EXERCISE REQUIREMENTS
Using the data below, return every line that holds the word "entries".

Extracted records
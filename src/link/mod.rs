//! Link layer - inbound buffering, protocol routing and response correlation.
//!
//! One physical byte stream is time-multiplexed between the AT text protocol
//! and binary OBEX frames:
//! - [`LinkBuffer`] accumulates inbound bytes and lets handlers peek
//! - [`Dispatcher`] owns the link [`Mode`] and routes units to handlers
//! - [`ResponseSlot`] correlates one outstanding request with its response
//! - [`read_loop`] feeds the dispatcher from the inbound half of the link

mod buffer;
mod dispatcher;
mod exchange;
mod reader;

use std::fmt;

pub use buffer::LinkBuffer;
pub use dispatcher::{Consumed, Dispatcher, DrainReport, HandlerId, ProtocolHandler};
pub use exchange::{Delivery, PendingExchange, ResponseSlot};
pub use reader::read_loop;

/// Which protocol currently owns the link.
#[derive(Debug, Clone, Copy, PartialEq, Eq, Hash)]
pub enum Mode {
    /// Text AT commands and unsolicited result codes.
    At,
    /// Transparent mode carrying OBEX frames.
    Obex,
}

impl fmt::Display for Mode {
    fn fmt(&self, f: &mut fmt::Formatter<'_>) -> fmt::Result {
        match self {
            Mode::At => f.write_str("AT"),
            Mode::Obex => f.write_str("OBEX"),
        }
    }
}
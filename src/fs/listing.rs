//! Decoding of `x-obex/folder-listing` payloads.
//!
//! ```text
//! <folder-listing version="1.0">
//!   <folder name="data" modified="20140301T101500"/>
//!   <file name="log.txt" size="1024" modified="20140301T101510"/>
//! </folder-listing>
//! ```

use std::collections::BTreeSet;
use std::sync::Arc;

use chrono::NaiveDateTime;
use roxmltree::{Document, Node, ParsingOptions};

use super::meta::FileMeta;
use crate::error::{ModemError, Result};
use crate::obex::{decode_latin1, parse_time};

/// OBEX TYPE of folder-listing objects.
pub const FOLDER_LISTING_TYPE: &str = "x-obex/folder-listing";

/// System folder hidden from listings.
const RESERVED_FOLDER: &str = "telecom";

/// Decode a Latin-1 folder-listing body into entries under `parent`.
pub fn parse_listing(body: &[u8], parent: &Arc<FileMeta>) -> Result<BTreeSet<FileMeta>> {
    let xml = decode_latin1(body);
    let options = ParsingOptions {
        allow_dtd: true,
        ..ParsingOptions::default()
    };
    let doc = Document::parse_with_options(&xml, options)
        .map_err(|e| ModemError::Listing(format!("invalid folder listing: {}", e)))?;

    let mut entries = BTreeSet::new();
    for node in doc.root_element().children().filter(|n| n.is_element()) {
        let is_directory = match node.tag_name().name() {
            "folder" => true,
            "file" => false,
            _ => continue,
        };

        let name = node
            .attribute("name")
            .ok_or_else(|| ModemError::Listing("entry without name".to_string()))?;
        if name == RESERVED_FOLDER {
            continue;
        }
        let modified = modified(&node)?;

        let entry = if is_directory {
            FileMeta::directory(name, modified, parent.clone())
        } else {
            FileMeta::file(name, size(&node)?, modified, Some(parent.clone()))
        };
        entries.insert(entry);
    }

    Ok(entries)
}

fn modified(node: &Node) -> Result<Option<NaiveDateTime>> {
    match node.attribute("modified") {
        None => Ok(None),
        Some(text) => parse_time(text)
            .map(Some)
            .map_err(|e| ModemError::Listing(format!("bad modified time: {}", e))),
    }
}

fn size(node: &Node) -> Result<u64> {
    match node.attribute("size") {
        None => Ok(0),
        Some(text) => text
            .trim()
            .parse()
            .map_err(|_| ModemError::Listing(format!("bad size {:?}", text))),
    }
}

TASK RESPONSE
/// Decode a Latin-1 folder-listing body into entries under `parent`.
    let mut entries = BTreeSet::new();
        entries.insert(entry);
    Ok(entries)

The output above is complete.